The study consisted of a random sample of 1,673 patients with diabetes. Outcomes measured were odds ratios adjusted for age for measures of physical access to the GP's surgery; ease of obtaining appointments; access to primary care professionals; levels of routine diabetes care received; barriers to physical activity, problems eating and psychological distress as measured by the 18 score Diabetes Health Profile.
Women were less likely than men to report that they had talked to their GP or practice nurse about their diabetes in the previous 12 months and were less likely to report that they were able to book routine appointments at convenient times. Almost 40% of all patients with diabetes reported difficulty in visiting the GP's surgery for their diabetes care, and women were more likely to report difficulties in visiting the surgery than men. Women were more likely than men to be afraid to go out alone (7.9% versus 3.6%) and more likely to be housebound (6.8% versus 2.4%). Women had significantly higher scores for eating problems and barriers to physical activity than men.
Women report more problems with access to diabetes care than men. If the ambitions of the National Service Framework are to be met, then positive action needs to be taken to improve access to care for women with diabetes.
男性和女性的健康经历有所不同。医疗服务将注意力集中在女性的妇科健康问题上,然而患有非妇科健康问题的女性可能会被无意地忽视。鉴于糖尿病患病率的上升,糖尿病女性患者的医疗需求和经历也在增加。

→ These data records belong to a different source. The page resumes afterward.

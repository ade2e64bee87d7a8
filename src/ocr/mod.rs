//! PaddleOCR-style text engine run through ONNX Runtime: DBNet detection,
//! optional angle classification and CRNN recognition.

use std::path::PathBuf;

use image::DynamicImage;
use tracing::instrument;

mod angle_net;
mod crnn_net;
mod dbnet;
pub(crate) mod session;
pub mod util;

use angle_net::AngleNet;
use crnn_net::CrnnNet;
use dbnet::DbNet;
pub use session::{ExecutionProvider, SessionOptions};
use util::{crop_text, scale_normalized};

use crate::{Result, TextFragment, TextRecognizer};

#[derive(Debug, Clone, Copy)]
pub struct DetectionOptions {
    /// Longest side of the detector input. `0` uses the engine's default.
    pub max_side_len: u32,
    pub box_score_threshold: f32,
    pub box_threshold: f32,
    pub unclip_ratio: f32,
    /// Minimum classifier score for turning a crop upside down.
    pub cls_threshold: f32,
}

impl Default for DetectionOptions {
    fn default() -> Self {
        Self {
            max_side_len: 0,
            box_score_threshold: 0.5,
            box_threshold: 0.3,
            unclip_ratio: 1.6,
            cls_threshold: 0.9,
        }
    }
}

pub struct RapidOcrBuilder {
    session: SessionOptions,
    det_path: Option<PathBuf>,
    cls_path: Option<PathBuf>,
    rec_paths: Option<(PathBuf, PathBuf)>,
    max_side_len: u32,
    options: DetectionOptions,
}

impl RapidOcrBuilder {
    pub fn new() -> Self {
        Self::default()
    }

    pub fn threads(mut self, threads: usize) -> Self {
        self.session.threads = threads;
        self
    }

    pub fn det_model(mut self, path: impl Into<PathBuf>) -> Self {
        self.det_path = Some(path.into());
        self
    }

    /// Enables the angle classifier.
    pub fn cls_model(mut self, path: impl Into<PathBuf>) -> Self {
        self.cls_path = Some(path.into());
        self
    }

    pub fn rec_model(
        mut self,
        model_path: impl Into<PathBuf>,
        keys_path: impl Into<PathBuf>,
    ) -> Self {
        self.rec_paths = Some((model_path.into(), keys_path.into()));
        self
    }

    pub fn max_side_len(mut self, max_side_len: u32) -> Self {
        self.max_side_len = max_side_len;
        self
    }

    pub fn detection_options(mut self, options: DetectionOptions) -> Self {
        self.options = options;
        self
    }

    pub fn with_engine_cache_path(mut self, path: impl Into<PathBuf>) -> Self {
        self.session.cache_path = Some(path.into());
        self
    }

    pub fn with_execution_providers(
        mut self,
        providers: impl IntoIterator<Item = ExecutionProvider>,
    ) -> Self {
        self.session.execution_providers = providers.into_iter().collect();
        self
    }

    #[instrument(skip(self))]
    pub fn build(self) -> Result<RapidOcr> {
        let det_path = self
            .det_path
            .unwrap_or_else(|| "models/en_PP-OCRv3_det_infer.onnx".into());
        let (rec_path, keys_path) = self.rec_paths.unwrap_or_else(|| {
            (
                "models/en_PP-OCRv4_rec_infer.onnx".into(),
                "models/en_dict.txt".into(),
            )
        });

        Ok(RapidOcr {
            det_model: DbNet::init(&det_path, &self.session, self.max_side_len)?,
            cls_model: self
                .cls_path
                .map(|path| AngleNet::init(&path, &self.session))
                .transpose()?,
            rec_model: CrnnNet::init(&rec_path, &keys_path, &self.session)?,
            max_side_len: self.max_side_len,
            options: self.options,
        })
    }
}

impl Default for RapidOcrBuilder {
    fn default() -> Self {
        Self {
            session: SessionOptions::default(),
            det_path: None,
            cls_path: None,
            rec_paths: None,
            max_side_len: 960,
            options: DetectionOptions::default(),
        }
    }
}

pub struct RapidOcr {
    det_model: DbNet,
    cls_model: Option<AngleNet>,
    rec_model: CrnnNet,
    max_side_len: u32,
    options: DetectionOptions,
}

impl RapidOcr {
    #[instrument(skip(self, image))]
    pub fn detect(
        &self,
        image: &DynamicImage,
        options: &DetectionOptions,
    ) -> Result<Vec<TextFragment>> {
        let max_side_len = match options.max_side_len {
            0 => self.max_side_len,
            len => len.min(self.max_side_len),
        };
        let scale = scale_normalized(image.width(), image.height(), max_side_len);
        let boxes = self.det_model.get_text_boxes(image, scale, options)?;

        let (boxes, mut crops): (Vec<_>, Vec<_>) = boxes
            .into_iter()
            .filter_map(|it| crop_text(image, &it.quad).map(|crop| (it, crop)))
            .unzip();
        #[cfg(feature = "debug")]
        for (i, crop) in crops.iter().enumerate() {
            if let Err(err) = crop.save(format!("part_images/{i}.png")) {
                log::warn!("Failed to save text crop {i}: {err}");
            }
        }

        if let Some(angle_net) = &self.cls_model {
            angle_net.correct_orientation(&mut crops, options.cls_threshold)?;
        }

        let lines = self.rec_model.get_text_lines(&crops)?;
        Ok(boxes
            .into_iter()
            .zip(lines)
            .map(|(bounds, line)| {
                log::trace!(
                    "{:?} ({:.3}) in box {:?} ({:.3})",
                    line.text,
                    line.confidence(),
                    bounds.quad,
                    bounds.score
                );
                TextFragment {
                    quad: bounds.quad,
                    confidence: line.confidence(),
                    text: line.text,
                }
            })
            .collect())
    }
}

impl TextRecognizer for RapidOcr {
    fn recognize(&self, image: &DynamicImage) -> Result<Option<Vec<TextFragment>>> {
        let fragments = self.detect(image, &self.options)?;
        Ok((!fragments.is_empty()).then_some(fragments))
    }
}
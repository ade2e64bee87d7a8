use std::fmt;

use geo::Coord;

/// Outline of one detected card, as proposed by a [`CardSegmenter`](crate::CardSegmenter).
#[derive(Debug, Clone, PartialEq)]
pub struct CardOutline {
    pub points: Vec<Coord<f32>>,
    pub score: f32,
}

impl CardOutline {
    pub fn new(points: impl IntoIterator<Item = (f32, f32)>) -> Self {
        Self {
            points: points.into_iter().map(|(x, y)| Coord { x, y }).collect(),
            score: 1.0,
        }
    }

    pub fn with_score(mut self, score: f32) -> Self {
        self.score = score;
        self
    }
}

/// Minimal-area rectangle enclosing an outline.
///
/// `corners` run clockwise on screen, starting from the corner closest to the
/// image origin. `width` is measured along `corners[0] -> corners[1]`.
#[derive(Debug, Clone, Copy, PartialEq)]
pub struct RotatedRect {
    pub width: u32,
    pub height: u32,
    pub corners: [Coord<f32>; 4],
}

/// One text recognition result: a quadrilateral, its text and a confidence.
#[derive(Debug, Clone, PartialEq)]
pub struct TextFragment {
    pub quad: [Coord<f32>; 4],
    pub text: String,
    pub confidence: f32,
}

impl TextFragment {
    pub fn new(quad: [(f32, f32); 4], text: impl Into<String>, confidence: f32) -> Self {
        Self {
            quad: quad.map(|(x, y)| Coord { x, y }),
            text: text.into(),
            confidence,
        }
    }

    pub fn min_x(&self) -> f32 {
        self.quad.iter().map(|p| p.x).fold(f32::INFINITY, f32::min)
    }

    pub fn max_x(&self) -> f32 {
        self.quad.iter().map(|p| p.x).fold(f32::NEG_INFINITY, f32::max)
    }

    pub fn mid_y(&self) -> f32 {
        self.quad.iter().map(|p| p.y).sum::<f32>() / 4.0
    }
}

/// A card number: exactly 16 ASCII digits.
#[derive(Debug, Clone, PartialEq, Eq, Hash)]
pub struct CardNumber(String);

impl CardNumber {
    pub const LEN: usize = 16;

    /// Accepts `text` only if it is exactly [`CardNumber::LEN`] ASCII digits.
    pub fn parse(text: &str) -> Option<Self> {
        (text.len() == Self::LEN && text.bytes().all(|b| b.is_ascii_digit()))
            .then(|| Self(text.to_owned()))
    }

    pub fn as_str(&self) -> &str {
        &self.0
    }

    pub fn into_string(self) -> String {
        self.0
    }
}

impl fmt::Display for CardNumber {
    fn fmt(&self, f: &mut fmt::Formatter<'_>) -> fmt::Result {
        f.write_str(&self.0)
    }
}

impl AsRef<str> for CardNumber {
    fn as_ref(&self) -> &str {
        &self.0
    }
}

/// Outcome for one rectified card. `index` is the position of the card's
/// outline in the segmenter output.
#[derive(Debug, Clone, PartialEq)]
pub struct CardReading {
    pub index: usize,
    pub number: Option<CardNumber>,
}

#[derive(Debug, Clone)]
pub(crate) struct TextBox {
    pub score: f32,
    pub quad: [Coord<f32>; 4],
}

#[derive(Debug, Clone)]
pub(crate) struct TextLine {
    pub text: String,
    pub character_scores: Vec<f32>,
}

impl TextLine {
    pub fn confidence(&self) -> f32 {
        if self.character_scores.is_empty() {
            return 0.0;
        }
        self.character_scores.iter().sum::<f32>() / self.character_scores.len() as f32
    }
}

#[derive(Debug, Clone, Copy)]
pub(crate) struct Angle {
    pub index: usize,
    pub score: f32,
}

#[cfg(test)]
mod tests {
    use super::*;

    #[test]
    fn card_number_requires_sixteen_ascii_digits() {
        assert!(CardNumber::parse("1234567890123456").is_some());
        assert!(CardNumber::parse("123456789012345").is_none());
        assert!(CardNumber::parse("12345678901234567").is_none());
        assert!(CardNumber::parse("1234 5678 9012 34").is_none());
        assert!(CardNumber::parse("١٢٣٤٥٦٧٨٩٠١٢٣٤٥٦").is_none());
    }

    #[test]
    fn fragment_extents() {
        let fragment = TextFragment::new(
            [(10.0, 4.0), (50.0, 6.0), (52.0, 26.0), (8.0, 24.0)],
            "1234",
            0.9,
        );
        assert_eq!(fragment.min_x(), 8.0);
        assert_eq!(fragment.max_x(), 52.0);
        assert_eq!(fragment.mid_y(), 15.0);
    }
}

确定初级保健中糖尿病护理可及性方面的性别不平等程度。
基于人群的横断面问卷调查研究。
分布在英国前特伦特地区23个不同初级保健信托机构的23家全科诊所。
该研究包括对1673名糖尿病患者的随机抽样。测量的结果是针对到全科医生诊所就诊的实际可及性、预约的难易程度、接触初级保健专业人员的机会、接受的常规糖尿病护理水平;通过18项得分的糖尿病健康概况测量的身体活动障碍、饮食问题和心理困扰。
女性比男性更不太可能报告在过去12个月里与全科医生或执业护士谈论过自己的糖尿病,也更不太可能报告能够在方便的时间预约常规就诊。几乎40%的糖尿病患者报告在前往全科医生诊所进行糖尿病护理时存在困难,女性比男性更有可能报告前往诊所存在困难。女性比男性更有可能害怕独自外出(7.9%对3.6%),也更有可能足不出户(6.8%对2.4%)。女性在饮食问题和身体活动障碍方面的得分显著高于男性。
女性报告在糖尿病护理可及性方面比男性存在更多问题。如果要实现国家服务框架的目标,就需要采取积极行动来改善糖尿病女性患者的护理可及性。